What is needed is the whole of the data, set down exactly.

(Saved entries)
□ □ □ □ □ □ □
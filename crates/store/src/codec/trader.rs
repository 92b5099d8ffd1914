use mapwright_domain::{ObjectInstance, Trader};
use tracing::warn;

use crate::codec::{decode_common, decode_orientation, encode_common, split_name_list};
use crate::field_map::FieldMap;

/// Name-valued reference fields awaiting the loader's second pass.
#[derive(Debug, Clone, Default, PartialEq, Eq)]
pub struct TraderRefs {
    pub passive_movement: Option<String>,
    pub aggro_movement: Option<String>,
    pub trade_offers: Vec<String>,
}

pub fn encode_trader(trader: &Trader) -> FieldMap {
    let mut fields = FieldMap::new();
    encode_common(&mut fields, trader);
    fields.insert("greetingDialogue", trader.greeting_dialogue());
    fields.insert("offerDialogue", trader.offer_dialogue());
    fields.insert("acceptDialogue", trader.accept_dialogue());
    fields.insert("declineDialogue", trader.decline_dialogue());
    fields.insert("aggroDialogue", trader.aggro_dialogue());
    fields.insert(
        "maxOffersBeforeDecline",
        trader.max_offers_before_decline().to_string(),
    );
    fields.insert("isAggro", trader.is_aggro().to_string());
    fields.insert("aggroOnMaxReject", trader.aggro_on_max_reject().to_string());
    fields.insert("maxAggroDuration", trader.max_aggro_duration().to_string());
    // Debug formatting keeps the fractional part ("0.0", not "0"), so rate
    // fields always read back as floats.
    fields.insert(
        "stealSuccessRate",
        format!("{:?}", trader.steal_success_rate()),
    );
    fields.insert(
        "minPlayerResourcePercentage",
        format!("{:?}", trader.min_player_resource_percentage()),
    );
    fields.insert(
        "maxPlayerResourcePercentage",
        format!("{:?}", trader.max_player_resource_percentage()),
    );
    fields.insert("strengthPenalty", trader.strength_penalty().to_string());
    fields.insert("waterPenalty", trader.water_penalty().to_string());
    fields.insert("foodPenalty", trader.food_penalty().to_string());
    fields.insert_optional(
        "orientation",
        trader.orientation().map(|d| d.as_str().to_string()),
    );
    // Name-valued fields persist as the bag carries them. The stored offer
    // list, not the aggro-filtered view, backs the bag, so an aggro trader
    // does not lose its authored offers across a save.
    fields.insert("tradeOffers", trader.trade_offer_names());
    fields.insert_optional(
        "passiveMovement",
        trader.passive_movement_name().map(str::to_string),
    );
    fields.insert_optional(
        "aggroMovement",
        trader.aggro_movement_name().map(str::to_string),
    );
    fields
}

pub fn decode_trader(fields: &FieldMap) -> (Trader, TraderRefs) {
    let name = fields.get_string("name");
    let context = format!("trader '{}'", name);

    let mut trader = Trader::new(name);
    decode_common(fields, &mut trader);
    trader.set_greeting_dialogue(&fields.get_string("greetingDialogue"));
    trader.set_offer_dialogue(&fields.get_string("offerDialogue"));
    trader.set_accept_dialogue(&fields.get_string("acceptDialogue"));
    trader.set_decline_dialogue(&fields.get_string("declineDialogue"));
    trader.set_aggro_dialogue(&fields.get_string("aggroDialogue"));
    trader.set_max_offers_before_decline(fields.get_i64(&context, "maxOffersBeforeDecline", 0));
    trader.set_is_aggro(fields.get_bool(&context, "isAggro", false));
    trader.set_aggro_on_max_reject(fields.get_bool(&context, "aggroOnMaxReject", false));
    trader.set_max_aggro_duration(fields.get_i64(&context, "maxAggroDuration", 0));
    decode_rate(&mut trader, &context, fields, "stealSuccessRate", |t, v| {
        t.set_steal_success_rate(v)
    });
    decode_rate(
        &mut trader,
        &context,
        fields,
        "minPlayerResourcePercentage",
        |t, v| t.set_min_player_resource_percentage(v),
    );
    decode_rate(
        &mut trader,
        &context,
        fields,
        "maxPlayerResourcePercentage",
        |t, v| t.set_max_player_resource_percentage(v),
    );
    trader.set_strength_penalty(fields.get_i64(&context, "strengthPenalty", 0));
    trader.set_water_penalty(fields.get_i64(&context, "waterPenalty", 0));
    trader.set_food_penalty(fields.get_i64(&context, "foodPenalty", 0));
    trader.set_orientation(decode_orientation(fields, &context));

    let refs = TraderRefs {
        passive_movement: fields.get("passiveMovement").map(str::to_string),
        aggro_movement: fields.get("aggroMovement").map(str::to_string),
        trade_offers: split_name_list(&fields.get_string("tradeOffers")),
    };
    (trader, refs)
}

/// Rates are validated by their setters. A stored value outside [0, 1]
/// leaves the default in place with a warning rather than failing the
/// trader.
fn decode_rate(
    trader: &mut Trader,
    context: &str,
    fields: &FieldMap,
    key: &str,
    set: impl FnOnce(&mut Trader, f64) -> Result<(), mapwright_domain::DomainError>,
) {
    let value = fields.get_f64(context, key, 0.0);
    if let Err(error) = set(trader, value) {
        warn!(object = context, key, value, %error, "out-of-range rate, keeping default");
    }
}
//! Concrete entity variants and the polymorphic object surface

mod creature;
mod game_map;
mod item;
mod movement;
mod object;
mod spawner;
mod terrain;
mod trader;

pub use creature::Creature;
pub use game_map::{cell_layout, CellLayout, GameMap, MapCell};
pub use item::Item;
pub use movement::Movement;
pub use object::{ObjectInstance, ObjectType, WorldObject};
pub use spawner::Spawner;
pub use terrain::Terrain;
pub use trader::Trader;
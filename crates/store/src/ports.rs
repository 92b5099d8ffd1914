//! Ports for the collaborators this crate consumes
//!
//! Storage and image resolution are narrow contracts: implementations may
//! be the local filesystem, an in-memory map, or mocks. Everything is
//! synchronous; the core has no suspension points.

use crate::error::StoreError;

/// Port for named textual resources grouped in type-named collections.
///
/// One resource per object; the resource name is the object's name.
#[cfg_attr(any(test, feature = "testing"), mockall::automock)]
pub trait TextStorage: Send + Sync {
    /// Write a resource, creating or replacing it.
    fn write(&self, collection: &str, name: &str, contents: &str) -> Result<(), StoreError>;

    /// Read a resource's full contents.
    ///
    /// # Errors
    ///
    /// `StoreError::NotFound` when the resource does not exist,
    /// `StoreError::Io` when it exists but cannot be read.
    fn read(&self, collection: &str, name: &str) -> Result<String, StoreError>;

    /// List the resource names in a collection. A collection that was never
    /// written to lists as empty, not as an error.
    fn list(&self, collection: &str) -> Result<Vec<String>, StoreError>;

    /// Whether the named resource exists.
    fn exists(&self, collection: &str, name: &str) -> bool;

    /// Remove a resource. Removing an absent resource is a no-op.
    fn remove(&self, collection: &str, name: &str) -> Result<(), StoreError>;
}

/// Decoded raster data handed back by the image collaborator.
#[derive(Debug, Clone, PartialEq, Eq)]
pub struct RasterImage {
    pub width: u32,
    pub height: u32,
    /// Packed RGBA, row-major.
    pub pixels: Vec<u8>,
}

/// Port for resolving an image resource path to raster data.
///
/// Total failure is a normal `None`: the collaborator never raises, and
/// callers substitute a placeholder.
#[cfg_attr(any(test, feature = "testing"), mockall::automock)]
pub trait ImageSource: Send + Sync {
    fn load_image(&self, path: &str) -> Option<RasterImage>;
}

/// Image source that resolves nothing; callers fall back to placeholders.
#[derive(Debug, Clone, Copy, Default)]
pub struct NullImageSource;

impl ImageSource for NullImageSource {
    fn load_image(&self, _path: &str) -> Option<RasterImage> {
        None
    }
}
□ □ □ □ □ □ □
*RESPONSE BELOW*.
filename crates/store/src/codec/trader.rs
repository 92b5099d8ffd1914
use mapwright_domain::{ObjectInstance, Trader};
use tracing::warn;

use crate::codec::{decode_common, decode_orientation, encode_common, split_name_list};
use crate::field_map::FieldMap;

/// Name-valued reference fields awaiting the loader's second pass.
#[derive(Debug, Clone, Default, PartialEq, Eq)]
pub struct TraderRefs {
    pub passive_movement: Option<String>,
    pub aggro_movement: Option<String>,
    pub trade_offers: Vec<String>,
}

pub fn encode_trader(trader: &Trader) -> FieldMap {
    let mut fields = FieldMap::new();
    encode_common(&mut fields, trader);
    fields.insert("greetingDialogue", trader.greeting_dialogue());
    fields.insert("offerDialogue", trader.offer_dialogue());
    fields.insert("acceptDialogue", trader.accept_dialogue());
    fields.insert("declineDialogue", trader.decline_dialogue());
    fields.insert("aggroDialogue", trader.aggro_dialogue());
    fields.insert(
        "maxOffersBeforeDecline",
        trader.max_offers_before_decline().to_string(),
    );
    fields.insert("isAggro", trader.is_aggro().to_string());
    fields.insert("aggroOnMaxReject", trader.aggro_on_max_reject().to_string());
    fields.insert("maxAggroDuration", trader.max_aggro_duration().to_string());
    // Debug formatting keeps the fractional part ("0.0", not "0"), so rate
    // fields always read back as floats.
    fields.insert(
        "stealSuccessRate",
        format!("{:?}", trader.steal_success_rate()),
    );
    fields.insert(
        "minPlayerResourcePercentage",
        format!("{:?}", trader.min_player_resource_percentage()),
    );
    fields.insert(
        "maxPlayerResourcePercentage",
        format!("{:?}", trader.max_player_resource_percentage()),
    );
    fields.insert("strengthPenalty", trader.strength_penalty().to_string());
    fields.insert("waterPenalty", trader.water_penalty().to_string());
    fields.insert("foodPenalty", trader.food_penalty().to_string());
    fields.insert_optional(
        "orientation",
        trader.orientation().map(|d| d.as_str().to_string()),
    );
    // Name-valued fields persist as the bag carries them. The stored offer
    // list, not the aggro-filtered view, backs the bag, so an aggro trader
    // does not lose its authored offers across a save.
    fields.insert("tradeOffers", trader.trade_offer_names());
    fields.insert_optional(
        "passiveMovement",
        trader.passive_movement_name().map(str::to_string),
    );
    fields.insert_optional(
        "aggroMovement",
        trader.aggro_movement_name().map(str::to_string),
    );
    fields
}

pub fn decode_trader(fields: &FieldMap) -> (Trader, TraderRefs) {
    let name = fields.get_string("name");
    let context = format!("trader '{}'", name);

    let mut trader = Trader::new(name);
    decode_common(fields, &mut trader);
    trader.set_greeting_dialogue(&fields.get_string("greetingDialogue"));
    trader.set_offer_dialogue(&fields.get_string("offerDialogue"));
    trader.set_accept_dialogue(&fields.get_string("acceptDialogue"));
    trader.set_decline_dialogue(&fields.get_string("declineDialogue"));
    trader.set_aggro_dialogue(&fields.get_string("aggroDialogue"));
    trader.set_max_offers_before_decline(fields.get_i64(&context, "maxOffersBeforeDecline", 0));
    trader.set_is_aggro(fields.get_bool(&context, "isAggro", false));
    trader.set_aggro_on_max_reject(fields.get_bool(&context, "aggroOnMaxReject", false));
    trader.set_max_aggro_duration(fields.get_i64(&context, "maxAggroDuration", 0));
    decode_rate(&mut trader, &context, fields, "stealSuccessRate", |t, v| {
        t.set_steal_success_rate(v)
    });
    decode_rate(
        &mut trader,
        &context,
        fields,
        "minPlayerResourcePercentage",
        |t, v| t.set_min_player_resource_percentage(v),
    );
    decode_rate(
        &mut trader,
        &context,
        fields,
        "maxPlayerResourcePercentage",
        |t, v| t.set_max_player_resource_percentage(v),
    );
    trader.set_strength_penalty(fields.get_i64(&context, "strengthPenalty", 0));
    trader.set_water_penalty(fields.get_i64(&context, "waterPenalty", 0));
    trader.set_food_penalty(fields.get_i64(&context, "foodPenalty", 0));
    trader.set_orientation(decode_orientation(fields, &context));

    let refs = TraderRefs {
        passive_movement: fields.get("passiveMovement").map(str::to_string),
        aggro_movement: fields.get("aggroMovement").map(str::to_string),
        trade_offers: split_name_list(&fields.get_string("tradeOffers")),
    };
    (trader, refs)
}

/// Rates are validated by their setters. A stored value outside [0, 1]
/// leaves the default in place with a warning rather than failing the
/// trader.
fn decode_rate(
    trader: &mut Trader,
    context: &str,
    fields: &FieldMap,
    key: &str,
    set: impl FnOnce(&mut Trader, f64) -> Result<(), mapwright_domain::DomainError>,
) {
    let value = fields.get_f64(context, key, 0.0);
    if let Err(error) = set(trader, value) {
        warn!(object = context, key, value, %error, "out-of-range rate, keeping default");
    }
}
//! Concrete entity variants and the polymorphic object surface

mod creature;
mod game_map;
mod item;
mod movement;
mod object;
mod spawner;
mod terrain;
mod trader;

pub use creature::Creature;
pub use game_map::{cell_layout, CellLayout, GameMap, MapCell};
pub use item::Item;
pub use movement::Movement;
pub use object::{ObjectInstance, ObjectType, WorldObject};
pub use spawner::Spawner;
pub use terrain::Terrain;
pub use trader::Trader;
filename crates/store/src/ports.rs
repository 92b5099d8ffd1914
//! Ports for the collaborators this crate consumes
//!
//! Storage and image resolution are narrow contracts: implementations may
//! be the local filesystem, an in-memory map, or mocks. Everything is
//! synchronous; the core has no suspension points.

use crate::error::StoreError;

/// Port for named textual resources grouped in type-named collections.
///
/// One resource per object; the resource name is the object's name.
#[cfg_attr(any(test, feature = "testing"), mockall::automock)]
pub trait TextStorage: Send + Sync {
    /// Write a resource, creating or replacing it.
    fn write(&self, collection: &str, name: &str, contents: &str) -> Result<(), StoreError>;

    /// Read a resource's full contents.
    ///
    /// # Errors
    ///
    /// `StoreError::NotFound` when the resource does not exist,
    /// `StoreError::Io` when it exists but cannot be read.
    fn read(&self, collection: &str, name: &str) -> Result<String, StoreError>;

    /// List the resource names in a collection. A collection that was never
    /// written to lists as empty, not as an error.
    fn list(&self, collection: &str) -> Result<Vec<String>, StoreError>;

    /// Whether the named resource exists.
    fn exists(&self, collection: &str, name: &str) -> bool;

    /// Remove a resource. Removing an absent resource is a no-op.
    fn remove(&self, collection: &str, name: &str) -> Result<(), StoreError>;
}

/// Decoded raster data handed back by the image collaborator.
#[derive(Debug, Clone, PartialEq, Eq)]
pub struct RasterImage {
    pub width: u32,
    pub height: u32,
    /// Packed RGBA, row-major.
    pub pixels: Vec<u8>,
}

/// Port for resolving an image resource path to raster data.
///
/// Total failure is a normal `None`: the collaborator never raises, and
/// callers substitute a placeholder.
#[cfg_attr(any(test, feature = "testing"), mockall::automock)]
pub trait ImageSource: Send + Sync {
    fn load_image(&self, path: &str) -> Option<RasterImage>;
}

/// Image source that resolves nothing; callers fall back to placeholders.
#[derive(Debug, Clone, Copy, Default)]
pub struct NullImageSource;

impl ImageSource for NullImageSource {
    fn load_image(&self, _path: &str) -> Option<RasterImage> {
        None
    }
}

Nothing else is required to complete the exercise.